OPINIONS Is US Supreme Court's abortion ruling against the popular will?


Is US Supreme Court's abortion ruling against the popular will?

By Bobby Naderi | CGTN

07:21, June 30, 2022

Abortion rights activists and supporters participate in a Rise Up 4 Abortion Rights rally at Union Square in New York, the U.S., May 26, 2022. (Photo: CFP)

Editor's note: Bobby Naderi is a London-based journalist, guest contributor in print, radio and television, and documentary filmmaker.

On June 24, the U.S. Supreme Court went against the popular will to hand down its ruling in Dobbs v. Jackson Women's Health Organization. The ruling overturned decades of precedent established by Roe v. Wade (1973) and Planned Parenthood v. Casey (1992), effectively scrapping women's constitutional right to terminate a pregnancy.

While according to a Gallup poll Americans' faith in the Supreme Court has dropped to a historic low, critics say the ruling does indeed go against the popular will, part of a larger political ambition to end the separation between church and state. They argue that states don't have rights, they have powers, and that this political decision is a major blow to reproductive and economic justice, seeing that three-quarters of abortion patients in the U.S. are are in poverty or in the low income bracket.

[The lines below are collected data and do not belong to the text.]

use crate::graph::Graph;
use crate::graph::SparseMat;
use ndarray::Array1;
use ndarray::Axis;
use sprs::TriMat;
use tracing::debug;

/// Number of power-iteration rounds for the spectral-radius estimate.
const LMAX_ITERATIONS: usize = 50;

/// Fill the graph's derived fields.
///
/// Lightweight decoration computes the degree vector and the undirected edge
/// count. Full decoration additionally builds the combinatorial Laplacian
/// `D - W`, estimates its largest eigenvalue, and records per-dimension
/// coordinate limits for plotting.
pub fn decorate(graph: &mut Graph, light: bool) {
  let degrees: Vec<f32> = graph
    .weights
    .outer_iterator()
    .map(|row| row.data().iter().sum())
    .collect();
  graph.degrees = Array1::from(degrees);
  graph.n_edges = graph.weights.nnz() / 2;

  if light {
    debug!(n_edges = graph.n_edges, "lightweight decoration complete");
    return;
  }

  let laplacian = combinatorial_laplacian(&graph.weights, &graph.degrees);
  graph.lmax = Some(estimate_lmax(&laplacian));
  graph.laplacian = Some(laplacian);

  if graph.coords.ncols() > 0 {
    let lo = graph
      .coords
      .fold_axis(Axis(0), f32::INFINITY, |acc, &v| acc.min(v));
    let hi = graph
      .coords
      .fold_axis(Axis(0), f32::NEG_INFINITY, |acc, &v| acc.max(v));
    let margin = (&hi - &lo) * 0.01;
    graph.coord_limits = Some((&lo - &margin, &hi + &margin));
  }
  debug!(
    n_edges = graph.n_edges,
    lmax = graph.lmax,
    "full decoration complete"
  );
}

/// Combinatorial Laplacian `L = D - W`.
fn combinatorial_laplacian(weights: &SparseMat, degrees: &Array1<f32>) -> SparseMat {
  let mut tri = TriMat::new(weights.shape());
  for (i, &degree) in degrees.iter().enumerate() {
    if degree != 0.0 {
      tri.add_triplet(i, i, degree);
    }
  }
  for (&val, (row, col)) in weights.iter() {
    tri.add_triplet(row, col, -val);
  }
  tri.to_csr::<usize>()
}

/// Largest-eigenvalue estimate by power iteration, padded by 1% so the
/// estimate bounds the spectrum from above.
fn estimate_lmax(laplacian: &SparseMat) -> f32 {
  let n = laplacian.rows();
  // Non-constant start vector; the constant vector is the Laplacian nullspace
  let mut v = Array1::from_shape_fn(n, |i| (i as f32).cos() + 0.5);
  let norm = v.dot(&v).sqrt();
  if norm == 0.0 {
    return 0.0;
  }
  v /= norm;

  let mut lmax = 0.0f32;
  for _ in 0..LMAX_ITERATIONS {
    let w = spmv(laplacian, &v);
    let norm = w.dot(&w).sqrt();
    if norm <= f32::EPSILON {
      return 0.0;
    }
    lmax = v.dot(&w);
    v = w / norm;
  }
  lmax * 1.01
}

fn spmv(mat: &SparseMat, v: &Array1<f32>) -> Array1<f32> {
  let mut out = Array1::<f32>::zeros(v.len());
  for (i, row) in mat.outer_iterator().enumerate() {
    let mut acc = 0.0;
    for (j, &val) in row.iter() {
      acc += val * v[j];
    }
    out[i] = acc;
  }
  out
}
// Internal stages of nearest-neighbor graph construction.

pub mod decorate;
pub mod search;
pub mod symmetrize;
pub mod tree;
pub mod weights;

Consider this a rarity that the ruling ends the U.S. Constitution's protections against state enforced pregnancy and birth, threatening to rupture any governing balance of the executive, legislature, and judiciary. It curtails access to abortion services in many states where women will now have no constitutional rights. They may have to travel out-of-state or opt for unlawful means to find health care. They will have no right to choose the circumstances under which they can have children.

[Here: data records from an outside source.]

use crate::metric::DistanceKind;
use ndarray::Array1;
use ndarray::ArrayView1;
use ndarray::ArrayView2;
use std::cmp::Ordering;
use std::collections::BinaryHeap;

/// Leaf capacity. Small enough to keep pruning effective, large enough to
/// amortize the per-node bookkeeping.
const MAX_LEAF_SIZE: usize = 16;

/// Exact ball-tree index over the rows of a point matrix.
///
/// Each node covers a ball (center + radius) containing its points, computed
/// with the same metric that queries use, so the triangle-inequality pruning
/// bound `dist(q, center) - radius` is valid for both the Euclidean and the
/// Manhattan metric.
pub struct BallTree<'a> {
  points: ArrayView2<'a, f32>,
  metric: DistanceKind,
  root: Node,
}

enum Node {
  Internal {
    center: Array1<f32>,
    radius: f32,
    left: Box<Node>,
    right: Box<Node>,
  },
  Leaf {
    center: Array1<f32>,
    radius: f32,
    indices: Vec<usize>,
  },
}

impl Node {
  fn center(&self) -> ArrayView1<'_, f32> {
    match self {
      Node::Internal { center, .. } => center.view(),
      Node::Leaf { center, .. } => center.view(),
    }
  }

  fn radius(&self) -> f32 {
    match self {
      Node::Internal { radius, .. } => *radius,
      Node::Leaf { radius, .. } => *radius,
    }
  }
}

/// Candidate ordered by distance, then index, so heap decisions are
/// deterministic for a fixed input.
struct Candidate {
  dist: f32,
  index: usize,
}

impl PartialEq for Candidate {
  fn eq(&self, other: &Self) -> bool {
    self.cmp(other) == Ordering::Equal
  }
}

impl Eq for Candidate {}

impl PartialOrd for Candidate {
  fn partial_cmp(&self, other: &Self) -> Option<Ordering> {
    Some(self.cmp(other))
  }
}

impl Ord for Candidate {
  fn cmp(&self, other: &Self) -> Ordering {
    self
      .dist
      .total_cmp(&other.dist)
      .then_with(|| self.index.cmp(&other.index))
  }
}

impl<'a> BallTree<'a> {
  /// Build the tree over all rows of `points`.
  pub fn build(points: ArrayView2<'a, f32>, metric: DistanceKind) -> Self {
    let indices: Vec<usize> = (0..points.nrows()).collect();
    let root = build_node(points, metric, indices);
    Self {
      points,
      metric,
      root,
    }
  }

  /// The `k` nearest rows to `query`, ascending by distance.
  ///
  /// `exclude` removes one row index from consideration (the query point
  /// itself when searching a cloud against itself).
  pub fn knn(&self, query: ArrayView1<f32>, k: usize, exclude: Option<usize>) -> Vec<(usize, f32)> {
    if k == 0 {
      return Vec::new();
    }
    let mut heap: BinaryHeap<Candidate> = BinaryHeap::with_capacity(k + 1);
    self.knn_node(&self.root, query, k, exclude, &mut heap);
    let mut out: Vec<(usize, f32)> = heap
      .into_sorted_vec()
      .into_iter()
      .map(|c| (c.index, c.dist))
      .collect();
    out.truncate(k);
    out
  }

  fn knn_node(
    &self,
    node: &Node,
    query: ArrayView1<f32>,
    k: usize,
    exclude: Option<usize>,
    heap: &mut BinaryHeap<Candidate>,
  ) {
    let center_dist = self.metric.distance(query, node.center());
    let bound = if heap.len() < k {
      f32::INFINITY
    } else {
      heap.peek().map(|c| c.dist).unwrap_or(f32::INFINITY)
    };
    if center_dist - node.radius() > bound {
      return;
    }

    match node {
      Node::Leaf { indices, .. } => {
        for &i in indices {
          if exclude == Some(i) {
            continue;
          }
          let dist = self.metric.distance(query, self.points.row(i));
          let candidate = Candidate { dist, index: i };
          if heap.len() < k {
            heap.push(candidate);
          } else if let Some(worst) = heap.peek() {
            if candidate.cmp(worst) == Ordering::Less {
              heap.pop();
              heap.push(candidate);
            }
          }
        }
      }
      Node::Internal { left, right, .. } => {
        // Nearer child first so the bound tightens before the far child
        let left_dist = self.metric.distance(query, left.center());
        let right_dist = self.metric.distance(query, right.center());
        if left_dist <= right_dist {
          self.knn_node(left, query, k, exclude, heap);
          self.knn_node(right, query, k, exclude, heap);
        } else {
          self.knn_node(right, query, k, exclude, heap);
          self.knn_node(left, query, k, exclude, heap);
        }
      }
    }
  }

  /// All rows within `radius` of `query` (inclusive), in tree order.
  pub fn within(
    &self,
    query: ArrayView1<f32>,
    radius: f32,
    exclude: Option<usize>,
  ) -> Vec<(usize, f32)> {
    let mut out = Vec::new();
    self.within_node(&self.root, query, radius, exclude, &mut out);
    out
  }

  fn within_node(
    &self,
    node: &Node,
    query: ArrayView1<f32>,
    radius: f32,
    exclude: Option<usize>,
    out: &mut Vec<(usize, f32)>,
  ) {
    let center_dist = self.metric.distance(query, node.center());
    if center_dist - node.radius() > radius {
      return;
    }

    match node {
      Node::Leaf { indices, .. } => {
        for &i in indices {
          if exclude == Some(i) {
            continue;
          }
          let dist = self.metric.distance(query, self.points.row(i));
          if dist <= radius {
            out.push((i, dist));
          }
        }
      }
      Node::Internal { left, right, .. } => {
        self.within_node(left, query, radius, exclude, out);
        self.within_node(right, query, radius, exclude, out);
      }
    }
  }
}

fn build_node(points: ArrayView2<f32>, metric: DistanceKind, indices: Vec<usize>) -> Node {
  let center = centroid(points, &indices);
  let radius = indices
    .iter()
    .map(|&i| metric.distance(points.row(i), center.view()))
    .fold(0.0f32, f32::max);

  if indices.len() <= MAX_LEAF_SIZE {
    return Node::Leaf {
      center,
      radius,
      indices,
    };
  }

  // Split seeds: the point farthest from the center, then the point farthest
  // from that one
  let seed1 = farthest_from(points, metric, &indices, center.view());
  let seed2 = farthest_from(points, metric, &indices, points.row(seed1));

  let mut left_indices = Vec::new();
  let mut right_indices = Vec::new();
  for &i in &indices {
    let d1 = metric.distance(points.row(i), points.row(seed1));
    let d2 = metric.distance(points.row(i), points.row(seed2));
    if d1 <= d2 {
      left_indices.push(i);
    } else {
      right_indices.push(i);
    }
  }

  // Coincident points can defeat the split; stop there
  if left_indices.is_empty() || right_indices.is_empty() {
    return Node::Leaf {
      center,
      radius,
      indices,
    };
  }

  Node::Internal {
    center,
    radius,
    left: Box::new(build_node(points, metric, left_indices)),
    right: Box::new(build_node(points, metric, right_indices)),
  }
}

fn centroid(points: ArrayView2<f32>, indices: &[usize]) -> Array1<f32> {
  let dim = points.ncols();
  let mut center = Array1::<f32>::zeros(dim);
  if indices.is_empty() {
    return center;
  }
  for &i in indices {
    center += &points.row(i);
  }
  center /= indices.len() as f32;
  center
}

fn farthest_from(
  points: ArrayView2<f32>,
  metric: DistanceKind,
  indices: &[usize],
  target: ArrayView1<f32>,
) -> usize {
  let mut best = indices[0];
  let mut best_dist = f32::NEG_INFINITY;
  for &i in indices {
    let d = metric.distance(points.row(i), target);
    if d > best_dist {
      best_dist = d;
      best = i;
    }
  }
  best
}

On balance, the right to end an unwanted pregnancy is key to reproductive justice and equality, particularly when it involves marginalized populations. Abortion restrictions may represent undue interference in what should be private or personal medical decisions. It's a form of reproductive inequality that threatens the bodily autonomy of women who can become pregnant.

And if that doesn't stagger you, the abortion ruling risks compounding economic suffering and discrimination for many low-income parents. They will find it hard to absorb the additional costs associated with out-of-state travel. Many already have no access to paid family and medical leave, and will face discrimination as they are not consistently granted the accommodations to which they are legally entitled. Without access to safe abortions, they will be driven out of the labor force and into poverty.

An abortion rights activist holds up her fist during protests outside of the U.S. Supreme Court after striking down the right to abortion in Washington, U.S., June 24, 2022. (Photo: CFP)

It is reasonable to argue that the ruling will have significant health consequences for pregnant women as well. High maternal mortality rates make the decision to curtail abortion access a life-or-death issue for many women. Pregnancy and childbirth are especially perilous for Black women, for whom the maternal mortality rates are reportedly higher than for white women. Reports suggest that the legalization of abortion can reduce maternal mortality among women of color.

It is worth noting that even prior to this decision, legalized abortion did not guarantee equal access to abortion services for many women in the U.S. Reproductive health care services, including abortion, must be available to all women, not just those who can afford to pay for it. This includes lifting restrictions on public spending so that social programs that support low-income parents can be used to obtain abortion care.

Lastly, the Supreme Court's decision to ban abortion will undermine decades of struggle toward gender and economic equality in the U.S. Limiting abortion access will have negative effects and will be harmful to low-income populations. Confronted with an unplanned pregnancy, they would be forced by the state to bear a child and face the economic consequences.

While maternal mortality rates are still significantly high in the U.S., the ruling would be a serious setback for human rights, justice, and democracy, as a consequence of which women in more than a half of all U.S. states will no longer have full, bodily autonomy.

Although for some of us this is news, it really shouldn't be. After all, abortion care to terminate unwanted pregnancies was never accessible to all women in the U.S. Politically motivated policies that ban abortions is a form of state interference in womens bodily autonomy and private lives. They need to have their rights to an abortion to be protected as a human right, especially in cases of rape or incest, or when their lives are in danger.

While a return to anything resembling normalcy now seems beyond reach in many states - thanks largely to the Supreme Court - safe abortion services are still first and foremost a human right. Except when the fetus has a chance of surviving outside of the womb, women should have the right to make her own decision about whether or not to have an abortion. She should do so without fear of state retribution and bigotry.